WATERS-PIERCE OIL COMPANY, Plff. in Err., v. STATE OF TEXAS.
212 U.S. 112 (29 S.Ct. 227, 53 L.Ed. 431)
WATERS-PIERCE OIL COMPANY, Plff. in Err., v. STATE OF TEXAS.
Argued: October 30, November 2, 3, 1908.
Decided: January 18, 1909.
- opinion, Day [HTML]
Messrs. Moorfield Storey, E. B. Perkins, H. S. Priest, J. L. Thorndike, and J. D. Johnson for plaintiff in error.
Messrs. G. W. Allen, R. L. Batts, Robert Vance Davidson, Jewel P. Lightfoot, John W. Brady, T. W. Gregory, and Messrs.
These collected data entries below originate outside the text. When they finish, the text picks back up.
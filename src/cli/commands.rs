use super::{Cli, Commands, ConfigAction};
use crate::api::{HttpProjectsApi, ProjectsApi};
use crate::cli::formatter::{CliFormatter, StringFormat};
use crate::models::{filter_projects, Config, DashboardStats, FilterCategory};
use crate::state::{DashboardController, FileQueryStore, QueryStore, SharedState, SEARCH_PARAM};
use crate::ui::dashboard::{Dashboard, DashboardExit};
use crate::ui::{restore_terminal, setup_terminal};
use crate::utils::config::{get_config_path, get_location_path, load_config_from, save_config_to};
use anyhow::{Context, Result};
use log::{debug, warn};
use std::path::{Path, PathBuf};
use std::sync::Arc;

const MISSING_TOKEN_HINT: &str =
    "No auth token configured. Pass --token, set PROJDASH_AUTH_TOKEN, or run `projdash config set auth_token <TOKEN>`";

pub fn config_path(cli: &Cli) -> Result<PathBuf> {
    match &cli.config {
        Some(path) => Ok(path.clone()),
        None => get_config_path(),
    }
}

/// Loads the config file, then layers environment and command-line
/// overrides on top of it.
pub fn load_effective_config(cli: &Cli) -> Result<Config> {
    let mut config = load_config_from(&config_path(cli)?)?;
    config.apply_env_overrides(|key| std::env::var(key).ok());
    apply_cli_overrides(&mut config, cli);
    config
        .validate()
        .context("Invalid configuration after applying overrides")?;
    Ok(config)
}

fn apply_cli_overrides(config: &mut Config, cli: &Cli) {
    if let Some(url) = &cli.base_url {
        config.api_base_url = url.clone();
    }
    if let Some(token) = cli.token.as_ref().filter(|t| !t.is_empty()) {
        config.auth_token = Some(token.clone());
    }
}

pub async fn handle_command(cli: Cli, config: Config) -> Result<()> {
    let path = config_path(&cli)?;
    let command = cli.command.unwrap_or(Commands::Dashboard {
        search: None,
        filter: None,
    });

    match command {
        Commands::Dashboard { search, filter } => run_dashboard(&config, search, filter).await,

        Commands::List {
            search,
            filter,
            json,
        } => list_projects(&config, search, filter, json).await,

        Commands::Config { action } => handle_config_action(&path, &action),

        Commands::Completions { shell } => {
            Cli::generate_completions(shell);
            Ok(())
        }
    }
}

fn parse_filter(filter: Option<String>) -> Result<FilterCategory> {
    match filter {
        Some(raw) => raw.parse(),
        None => Ok(FilterCategory::All),
    }
}

async fn run_dashboard(
    config: &Config,
    search: Option<String>,
    filter: Option<String>,
) -> Result<()> {
    let category = parse_filter(filter)?;
    if config.token().is_empty() {
        warn!("{}", MISSING_TOKEN_HINT);
    }

    let api = Arc::new(HttpProjectsApi::from_config(config)?);
    let mut query = FileQueryStore::open(&get_location_path()?)?;
    if let Some(search) = search {
        query.replace(&[(SEARCH_PARAM, search.as_str())])?;
    }
    debug!("Dashboard location: ?{}", query.to_query_string());

    // No other writer of the shared term here, so it starts from the stored one
    let shared = SharedState::new(
        config.token(),
        query.get(SEARCH_PARAM).unwrap_or_default(),
    );

    let controller = DashboardController::mount(
        api,
        shared.subscribe(),
        Box::new(query),
        config.tasks_this_week,
    );
    let mut dashboard = Dashboard::new(controller, config.projects_per_row);
    dashboard
        .controller_mut()
        .state_mut()
        .set_filter_category(category);

    let mut terminal = setup_terminal()?;
    let result = dashboard.run(&mut terminal).await;
    restore_terminal()?;
    terminal.show_cursor()?;

    match result? {
        DashboardExit::Quit => {}
        DashboardExit::Navigate(route) => println!("{}", route),
    }
    Ok(())
}

async fn list_projects(
    config: &Config,
    search: Option<String>,
    filter: Option<String>,
    json: bool,
) -> Result<()> {
    let category = parse_filter(filter)?;
    if config.token().is_empty() {
        return Err(anyhow::anyhow!(MISSING_TOKEN_HINT));
    }

    let api = HttpProjectsApi::from_config(config)?;
    let search = search.unwrap_or_default();
    let projects = api
        .fetch_projects(config.token(), &search)
        .await
        .with_context(|| format!("Error fetching projects from {}", api.projects_url()))?;

    let visible = filter_projects(&projects, category);
    if json {
        println!("{}", serde_json::to_string_pretty(&visible)?);
        return Ok(());
    }

    CliFormatter::print_section_header("Project Dashboard");
    CliFormatter::print_stats(&DashboardStats::compute(&projects, config.tasks_this_week));

    CliFormatter::print_section_header(&format!("{} Projects", category.label()));
    if projects.is_empty() {
        CliFormatter::print_empty_state("No projects. Get started by creating a new project.");
    } else if visible.is_empty() {
        CliFormatter::print_empty_state(&format!(
            "No {} projects",
            category.label().to_lowercase()
        ));
    } else {
        for project in visible {
            CliFormatter::print_project_entry(project);
        }
    }
    Ok(())
}

fn handle_config_action(path: &Path, action: &ConfigAction) -> Result<()> {
    match action {
        ConfigAction::Show => {
            let config = load_config_from(path)?;
            CliFormatter::print_section_header("Configuration");
            CliFormatter::print_field("File", &path.display().to_string(), Some("gray"));
            CliFormatter::print_field("api_base_url", &config.api_base_url, Some("cyan"));
            let token = if config.token().is_empty() {
                "(not set)".dimmed()
            } else {
                "********".to_string()
            };
            CliFormatter::print_field("auth_token", &token, None);
            for key in ["request_timeout_secs", "projects_per_row", "tasks_this_week", "log_level"] {
                let value = config
                    .get_value(key)
                    .unwrap_or_else(|| "(not set)".dimmed());
                CliFormatter::print_field(key, &value, None);
            }

            if !config.custom_settings.is_empty() {
                CliFormatter::print_section_header("Custom Settings");
                let mut keys: Vec<_> = config.custom_settings.keys().collect();
                keys.sort();
                for key in keys {
                    CliFormatter::print_field(key, &config.custom_settings[key], None);
                }
            }
            Ok(())
        }

        ConfigAction::Set { key, value } => {
            let mut config = load_config_from(path)?;
            config.set_value(key, value)?;
            save_config_to(&config, path)?;
            CliFormatter::print_success(&format!("Set {} = {}", key, value));
            Ok(())
        }

        ConfigAction::Get { key } => {
            let config = load_config_from(path)?;
            match config.get_value(key) {
                Some(value) => println!("{}", value),
                None => CliFormatter::print_warning(&format!("{} is not set", key)),
            }
            Ok(())
        }

        ConfigAction::Reset => {
            save_config_to(&Config::default(), path)?;
            CliFormatter::print_success("Configuration reset to defaults");
            CliFormatter::print_info(&format!("Written to {}", path.display()));
            Ok(())
        }
    }
}

#[cfg(test)]
mod tests {
    use super::*;
    use clap::Parser;
    use tempfile::tempdir;

    #[test]
    fn test_cli_overrides_win() {
        let cli = Cli::try_parse_from([
            "projdash",
            "--base-url",
            "https://api.example.com",
            "--token",
            "cli-token",
            "list",
        ])
        .unwrap();

        let mut config = Config::default();
        config.auth_token = Some("file-token".to_string());
        apply_cli_overrides(&mut config, &cli);

        assert_eq!(config.api_base_url, "https://api.example.com");
        assert_eq!(config.token(), "cli-token");
    }

    #[test]
    fn test_empty_cli_token_is_ignored() {
        let cli = Cli::try_parse_from(["projdash", "--token", "", "list"]).unwrap();
        let mut config = Config::default();
        config.auth_token = Some("file-token".to_string());
        apply_cli_overrides(&mut config, &cli);
        assert_eq!(config.token(), "file-token");
    }

    #[test]
    fn test_parse_filter_rejects_unknown() {
        assert_eq!(parse_filter(None).unwrap(), FilterCategory::All);
        assert_eq!(
            parse_filter(Some("Recent".to_string())).unwrap(),
            FilterCategory::Recent
        );
        assert!(parse_filter(Some("archived".to_string())).is_err());
    }

    #[test]
    fn test_config_set_get_reset_roundtrip() {
        let dir = tempdir().unwrap();
        let path = dir.path().join("config.toml");

        handle_config_action(
            &path,
            &ConfigAction::Set {
                key: "projects_per_row".to_string(),
                value: "4".to_string(),
            },
        )
        .unwrap();
        assert_eq!(load_config_from(&path).unwrap().projects_per_row, 4);

        let bad = handle_config_action(
            &path,
            &ConfigAction::Set {
                key: "projects_per_row".to_string(),
                value: "0".to_string(),
            },
        );
        assert!(bad.is_err());
        assert_eq!(load_config_from(&path).unwrap().projects_per_row, 4);

        handle_config_action(&path, &ConfigAction::Reset).unwrap();
        assert_eq!(load_config_from(&path).unwrap(), Config::default());
    }

    #[tokio::test]
    async fn test_list_without_token_fails_before_any_request() {
        let config = Config::default();
        let err = list_projects(&config, None, None, false).await.unwrap_err();
        assert!(err.to_string().contains("No auth token configured"));
    }
}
Allen & Hart for defendant in error.
Mr. Justice Day delivered the opinion of the court:
This case was argued and submitted with Waters-Pierce Oil Company, plaintiff in error, against the state of Texas, just decided, No. 359. 211 U. S. 86, 53 L. Ed. ——, 29 Sup. Ct. Rep. 220. It is brought here to review the action of the court of civil appeals of Texas, affirming an order of the district court of Travis county, appointing a receiver to take charge of the property and business of the Waters-Pierce Oil Company. In view of the statement made in No. 359 it is unnecessary to repeat the facts leading up to the judgment in this case. On the same day that the judgment was rendered in the former case the state of Texas, acting through its attorney general and the county attorney of Travis county, filed in the district court of Travis county an application for the appointment of a receiver, reciting the judgment rendered in the earlier case, averring that a suit was pending in Missouri for the forfeiture of the charter of the Waters-Pierce Oil Company; that a master had been appointed in that case by the supreme court of the state wherein the action was pending; that he had reported in favor of dissolving the corporation, which recommendation had the force and effect of a judgment forfeiting the charter of said company, and it was alleged that the penalties recovered in that case could not be collected outside of the state of Texas; that the property of the defendant within the state of Texas was inadequate to pay the judgment; that the great bulk of the property situated in the state, subject to the payment of the judgment, consisted of accounts, cars, money on hand, and other property, easily movable, and that, if the same was carried beyond the limits of the state, the judgment could not be collected. It was averred that, under and by virtue of an act of the state of Texas, passed April 11, 1907, the state has a lien upon all said property to secure the payment of the above-mentioned judgment.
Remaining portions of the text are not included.